*** Opening of THE RECORDS ***

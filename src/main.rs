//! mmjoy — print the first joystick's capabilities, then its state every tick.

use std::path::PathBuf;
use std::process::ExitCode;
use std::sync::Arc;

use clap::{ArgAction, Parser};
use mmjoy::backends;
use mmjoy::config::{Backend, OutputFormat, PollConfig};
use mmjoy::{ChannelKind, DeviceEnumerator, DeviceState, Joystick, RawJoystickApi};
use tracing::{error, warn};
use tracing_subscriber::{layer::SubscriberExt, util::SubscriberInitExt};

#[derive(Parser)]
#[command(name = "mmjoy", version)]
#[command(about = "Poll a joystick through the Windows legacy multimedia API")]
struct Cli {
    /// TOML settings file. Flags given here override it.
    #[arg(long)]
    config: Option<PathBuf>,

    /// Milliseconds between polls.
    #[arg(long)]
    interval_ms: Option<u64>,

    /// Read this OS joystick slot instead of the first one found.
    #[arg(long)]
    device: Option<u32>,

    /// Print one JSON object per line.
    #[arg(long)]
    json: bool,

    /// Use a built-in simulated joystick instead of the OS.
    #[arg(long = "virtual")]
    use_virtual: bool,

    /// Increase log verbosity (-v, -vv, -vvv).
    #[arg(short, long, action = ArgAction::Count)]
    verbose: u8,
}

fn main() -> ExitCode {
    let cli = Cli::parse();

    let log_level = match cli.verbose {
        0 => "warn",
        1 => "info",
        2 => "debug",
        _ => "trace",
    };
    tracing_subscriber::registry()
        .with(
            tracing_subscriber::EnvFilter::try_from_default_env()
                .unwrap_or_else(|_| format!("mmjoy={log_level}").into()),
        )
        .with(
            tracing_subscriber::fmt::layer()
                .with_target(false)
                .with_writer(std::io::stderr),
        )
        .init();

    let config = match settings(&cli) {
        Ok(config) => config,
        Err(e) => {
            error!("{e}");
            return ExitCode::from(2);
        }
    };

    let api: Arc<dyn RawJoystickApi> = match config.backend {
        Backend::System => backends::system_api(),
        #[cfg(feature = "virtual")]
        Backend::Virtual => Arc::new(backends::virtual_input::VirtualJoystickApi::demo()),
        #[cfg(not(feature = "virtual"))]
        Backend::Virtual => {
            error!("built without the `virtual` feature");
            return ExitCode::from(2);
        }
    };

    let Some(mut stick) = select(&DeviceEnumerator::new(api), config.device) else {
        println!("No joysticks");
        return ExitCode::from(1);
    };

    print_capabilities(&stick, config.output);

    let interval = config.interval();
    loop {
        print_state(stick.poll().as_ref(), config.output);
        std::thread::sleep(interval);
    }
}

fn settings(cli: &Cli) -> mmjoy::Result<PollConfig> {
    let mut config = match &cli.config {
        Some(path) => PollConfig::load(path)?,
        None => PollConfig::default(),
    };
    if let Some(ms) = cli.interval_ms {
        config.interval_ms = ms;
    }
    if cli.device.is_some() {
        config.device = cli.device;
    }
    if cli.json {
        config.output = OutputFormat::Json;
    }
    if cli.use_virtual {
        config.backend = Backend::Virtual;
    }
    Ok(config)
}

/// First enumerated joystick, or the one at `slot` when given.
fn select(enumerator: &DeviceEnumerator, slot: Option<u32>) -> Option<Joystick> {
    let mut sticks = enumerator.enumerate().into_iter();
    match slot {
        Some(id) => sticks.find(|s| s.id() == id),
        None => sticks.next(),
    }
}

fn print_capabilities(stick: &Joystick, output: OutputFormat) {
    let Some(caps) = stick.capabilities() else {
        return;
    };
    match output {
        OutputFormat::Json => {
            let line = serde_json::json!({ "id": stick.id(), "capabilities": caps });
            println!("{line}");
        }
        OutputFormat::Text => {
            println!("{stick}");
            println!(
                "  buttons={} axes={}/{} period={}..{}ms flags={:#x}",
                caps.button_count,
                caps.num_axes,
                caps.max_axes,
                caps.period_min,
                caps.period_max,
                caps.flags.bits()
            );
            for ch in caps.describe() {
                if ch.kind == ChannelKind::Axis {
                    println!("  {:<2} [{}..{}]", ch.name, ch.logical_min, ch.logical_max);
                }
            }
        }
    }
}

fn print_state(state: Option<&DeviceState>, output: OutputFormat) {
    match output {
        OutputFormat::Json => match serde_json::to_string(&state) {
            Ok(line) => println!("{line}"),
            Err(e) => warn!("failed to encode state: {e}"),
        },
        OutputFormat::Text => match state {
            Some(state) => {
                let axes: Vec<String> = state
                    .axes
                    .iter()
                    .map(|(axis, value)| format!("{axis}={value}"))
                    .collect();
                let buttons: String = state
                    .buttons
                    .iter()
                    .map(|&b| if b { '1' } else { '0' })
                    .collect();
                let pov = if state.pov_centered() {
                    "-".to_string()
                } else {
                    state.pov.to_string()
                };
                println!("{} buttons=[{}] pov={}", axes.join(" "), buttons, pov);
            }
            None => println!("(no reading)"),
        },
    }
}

*** Close of THE RECORDS ***
*** Opening of THE RECORDS ***

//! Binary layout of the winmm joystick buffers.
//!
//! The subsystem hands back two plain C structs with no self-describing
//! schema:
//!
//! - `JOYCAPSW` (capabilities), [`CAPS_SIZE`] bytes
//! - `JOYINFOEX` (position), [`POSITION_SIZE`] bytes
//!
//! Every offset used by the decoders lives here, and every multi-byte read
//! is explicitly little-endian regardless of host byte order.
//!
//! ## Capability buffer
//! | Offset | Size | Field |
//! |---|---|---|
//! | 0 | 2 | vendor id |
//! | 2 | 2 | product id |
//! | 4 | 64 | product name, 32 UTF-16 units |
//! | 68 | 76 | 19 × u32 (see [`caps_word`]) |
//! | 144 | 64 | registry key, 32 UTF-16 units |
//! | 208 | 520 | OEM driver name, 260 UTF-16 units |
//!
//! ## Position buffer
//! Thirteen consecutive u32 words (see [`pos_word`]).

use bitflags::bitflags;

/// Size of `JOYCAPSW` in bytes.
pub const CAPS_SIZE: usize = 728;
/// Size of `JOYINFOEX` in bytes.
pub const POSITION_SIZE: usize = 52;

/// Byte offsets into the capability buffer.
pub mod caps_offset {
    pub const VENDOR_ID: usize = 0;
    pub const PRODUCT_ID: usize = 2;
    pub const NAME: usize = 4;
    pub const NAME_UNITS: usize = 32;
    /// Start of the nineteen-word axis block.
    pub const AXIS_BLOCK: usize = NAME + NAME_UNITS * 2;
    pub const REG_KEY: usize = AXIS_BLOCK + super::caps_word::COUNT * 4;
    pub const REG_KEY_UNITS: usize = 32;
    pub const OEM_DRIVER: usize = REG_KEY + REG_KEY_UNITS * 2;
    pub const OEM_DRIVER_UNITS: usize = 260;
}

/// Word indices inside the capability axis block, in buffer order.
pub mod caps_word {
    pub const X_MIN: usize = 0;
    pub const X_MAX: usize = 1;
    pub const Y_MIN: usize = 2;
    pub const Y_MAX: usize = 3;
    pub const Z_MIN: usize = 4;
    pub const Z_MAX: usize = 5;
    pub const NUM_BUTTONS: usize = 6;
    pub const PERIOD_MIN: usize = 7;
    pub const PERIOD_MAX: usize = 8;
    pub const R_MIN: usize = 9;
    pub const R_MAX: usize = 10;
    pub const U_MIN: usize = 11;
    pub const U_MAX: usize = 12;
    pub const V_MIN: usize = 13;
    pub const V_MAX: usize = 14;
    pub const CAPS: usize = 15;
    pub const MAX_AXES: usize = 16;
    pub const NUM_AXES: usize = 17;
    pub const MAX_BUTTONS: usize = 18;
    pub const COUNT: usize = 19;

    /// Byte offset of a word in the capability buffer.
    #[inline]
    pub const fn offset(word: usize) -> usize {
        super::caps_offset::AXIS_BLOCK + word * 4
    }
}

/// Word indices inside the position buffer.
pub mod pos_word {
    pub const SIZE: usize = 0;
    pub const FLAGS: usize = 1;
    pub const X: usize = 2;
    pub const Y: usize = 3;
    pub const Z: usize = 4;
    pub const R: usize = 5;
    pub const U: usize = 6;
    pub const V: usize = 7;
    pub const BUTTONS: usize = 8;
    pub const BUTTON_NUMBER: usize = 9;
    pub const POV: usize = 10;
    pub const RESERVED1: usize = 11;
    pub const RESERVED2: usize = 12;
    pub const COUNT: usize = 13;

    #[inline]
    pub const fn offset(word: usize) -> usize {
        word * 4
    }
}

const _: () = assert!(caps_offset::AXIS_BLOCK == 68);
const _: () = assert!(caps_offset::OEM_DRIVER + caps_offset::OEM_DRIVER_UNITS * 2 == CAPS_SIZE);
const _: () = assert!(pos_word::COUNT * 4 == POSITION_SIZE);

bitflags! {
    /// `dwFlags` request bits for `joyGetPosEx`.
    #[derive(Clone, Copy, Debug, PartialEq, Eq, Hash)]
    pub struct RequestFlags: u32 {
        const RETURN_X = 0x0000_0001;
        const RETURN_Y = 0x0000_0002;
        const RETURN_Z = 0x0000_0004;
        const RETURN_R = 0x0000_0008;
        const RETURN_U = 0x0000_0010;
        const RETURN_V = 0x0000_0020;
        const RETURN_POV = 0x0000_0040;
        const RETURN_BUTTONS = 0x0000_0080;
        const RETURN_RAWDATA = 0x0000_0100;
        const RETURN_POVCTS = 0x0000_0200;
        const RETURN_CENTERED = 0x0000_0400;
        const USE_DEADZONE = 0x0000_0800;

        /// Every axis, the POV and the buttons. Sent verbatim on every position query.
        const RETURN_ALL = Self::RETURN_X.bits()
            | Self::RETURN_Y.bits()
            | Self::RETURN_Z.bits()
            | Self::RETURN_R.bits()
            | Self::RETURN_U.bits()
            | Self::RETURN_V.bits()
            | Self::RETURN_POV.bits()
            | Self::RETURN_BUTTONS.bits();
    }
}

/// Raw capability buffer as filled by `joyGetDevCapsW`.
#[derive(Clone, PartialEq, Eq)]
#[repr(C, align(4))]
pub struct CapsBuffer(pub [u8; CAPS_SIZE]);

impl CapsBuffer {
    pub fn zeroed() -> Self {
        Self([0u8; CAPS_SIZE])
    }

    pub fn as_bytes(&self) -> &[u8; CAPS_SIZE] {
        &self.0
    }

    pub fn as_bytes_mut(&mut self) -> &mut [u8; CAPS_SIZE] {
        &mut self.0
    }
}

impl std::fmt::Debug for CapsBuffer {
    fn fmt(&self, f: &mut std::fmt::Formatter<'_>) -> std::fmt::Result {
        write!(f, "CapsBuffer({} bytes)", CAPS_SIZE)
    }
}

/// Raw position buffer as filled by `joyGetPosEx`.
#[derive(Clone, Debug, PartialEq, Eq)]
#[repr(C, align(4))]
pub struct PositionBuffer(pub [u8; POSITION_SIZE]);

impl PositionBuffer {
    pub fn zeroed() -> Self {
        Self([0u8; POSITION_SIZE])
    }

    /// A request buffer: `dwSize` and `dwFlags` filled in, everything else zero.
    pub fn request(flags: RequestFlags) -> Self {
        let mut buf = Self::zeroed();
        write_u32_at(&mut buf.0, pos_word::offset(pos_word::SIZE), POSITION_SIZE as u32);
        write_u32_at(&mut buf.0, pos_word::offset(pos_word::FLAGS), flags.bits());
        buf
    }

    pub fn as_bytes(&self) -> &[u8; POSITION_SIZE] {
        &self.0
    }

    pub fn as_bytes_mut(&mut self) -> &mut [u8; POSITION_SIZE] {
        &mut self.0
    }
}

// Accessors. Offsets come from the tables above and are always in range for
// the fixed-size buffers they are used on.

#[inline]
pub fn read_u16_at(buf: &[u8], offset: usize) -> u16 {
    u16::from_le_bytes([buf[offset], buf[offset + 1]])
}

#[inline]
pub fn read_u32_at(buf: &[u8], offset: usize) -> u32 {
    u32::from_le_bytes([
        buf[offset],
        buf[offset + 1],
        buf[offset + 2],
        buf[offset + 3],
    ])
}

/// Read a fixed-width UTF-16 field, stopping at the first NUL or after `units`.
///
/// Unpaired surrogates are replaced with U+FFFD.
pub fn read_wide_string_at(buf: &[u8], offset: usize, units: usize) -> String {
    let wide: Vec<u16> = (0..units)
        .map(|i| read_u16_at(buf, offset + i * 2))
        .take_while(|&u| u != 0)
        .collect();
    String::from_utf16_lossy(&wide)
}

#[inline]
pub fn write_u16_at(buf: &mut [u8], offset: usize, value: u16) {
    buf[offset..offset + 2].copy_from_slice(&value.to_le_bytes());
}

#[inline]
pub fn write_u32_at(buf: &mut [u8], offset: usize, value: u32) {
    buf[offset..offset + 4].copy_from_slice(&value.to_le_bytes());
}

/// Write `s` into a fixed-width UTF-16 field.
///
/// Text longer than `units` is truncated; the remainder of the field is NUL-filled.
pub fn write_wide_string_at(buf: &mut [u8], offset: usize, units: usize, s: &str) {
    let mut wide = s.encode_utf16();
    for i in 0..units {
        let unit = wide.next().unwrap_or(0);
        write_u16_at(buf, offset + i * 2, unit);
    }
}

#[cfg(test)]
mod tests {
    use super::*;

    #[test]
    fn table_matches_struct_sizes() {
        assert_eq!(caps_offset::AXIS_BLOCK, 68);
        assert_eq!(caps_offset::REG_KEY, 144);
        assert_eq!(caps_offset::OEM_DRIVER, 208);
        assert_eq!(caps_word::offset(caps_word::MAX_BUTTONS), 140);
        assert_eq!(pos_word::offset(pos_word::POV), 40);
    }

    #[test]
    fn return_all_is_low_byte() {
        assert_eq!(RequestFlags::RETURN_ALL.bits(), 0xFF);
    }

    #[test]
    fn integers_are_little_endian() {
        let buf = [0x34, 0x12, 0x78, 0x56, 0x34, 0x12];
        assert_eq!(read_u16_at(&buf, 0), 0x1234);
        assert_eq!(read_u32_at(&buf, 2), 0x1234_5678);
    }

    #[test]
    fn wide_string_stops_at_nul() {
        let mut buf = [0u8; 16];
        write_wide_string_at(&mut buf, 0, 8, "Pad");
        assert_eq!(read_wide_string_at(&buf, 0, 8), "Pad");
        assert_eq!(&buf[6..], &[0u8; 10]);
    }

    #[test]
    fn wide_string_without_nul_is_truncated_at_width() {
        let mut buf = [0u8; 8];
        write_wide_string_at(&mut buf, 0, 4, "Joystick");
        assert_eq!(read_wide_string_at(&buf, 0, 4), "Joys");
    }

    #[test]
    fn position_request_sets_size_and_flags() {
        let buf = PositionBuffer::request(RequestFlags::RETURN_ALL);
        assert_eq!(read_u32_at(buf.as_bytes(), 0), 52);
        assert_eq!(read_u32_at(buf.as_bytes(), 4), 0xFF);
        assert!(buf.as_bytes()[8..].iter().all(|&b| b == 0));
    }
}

*** Close of THE RECORDS ***

■ WHAT IS BEING ASKED ■
Which lines above run from the one containing "pub const R: usize = 5;" down to the one containing "const RETURN_X = 0x0000_0001;"? Repeat exactly those, both ends included, and nothing else.

■ FINISHED TASK ■
    pub const R: usize = 5;
    pub const U: usize = 6;
    pub const V: usize = 7;
    pub const BUTTONS: usize = 8;
    pub const BUTTON_NUMBER: usize = 9;
    pub const POV: usize = 10;
    pub const RESERVED1: usize = 11;
    pub const RESERVED2: usize = 12;
    pub const COUNT: usize = 13;

    #[inline]
    pub const fn offset(word: usize) -> usize {
        word * 4
    }
}

const _: () = assert!(caps_offset::AXIS_BLOCK == 68);
const _: () = assert!(caps_offset::OEM_DRIVER + caps_offset::OEM_DRIVER_UNITS * 2 == CAPS_SIZE);
const _: () = assert!(pos_word::COUNT * 4 == POSITION_SIZE);

bitflags! {
    /// `dwFlags` request bits for `joyGetPosEx`.
    #[derive(Clone, Copy, Debug, PartialEq, Eq, Hash)]
    pub struct RequestFlags: u32 {
        const RETURN_X = 0x0000_0001;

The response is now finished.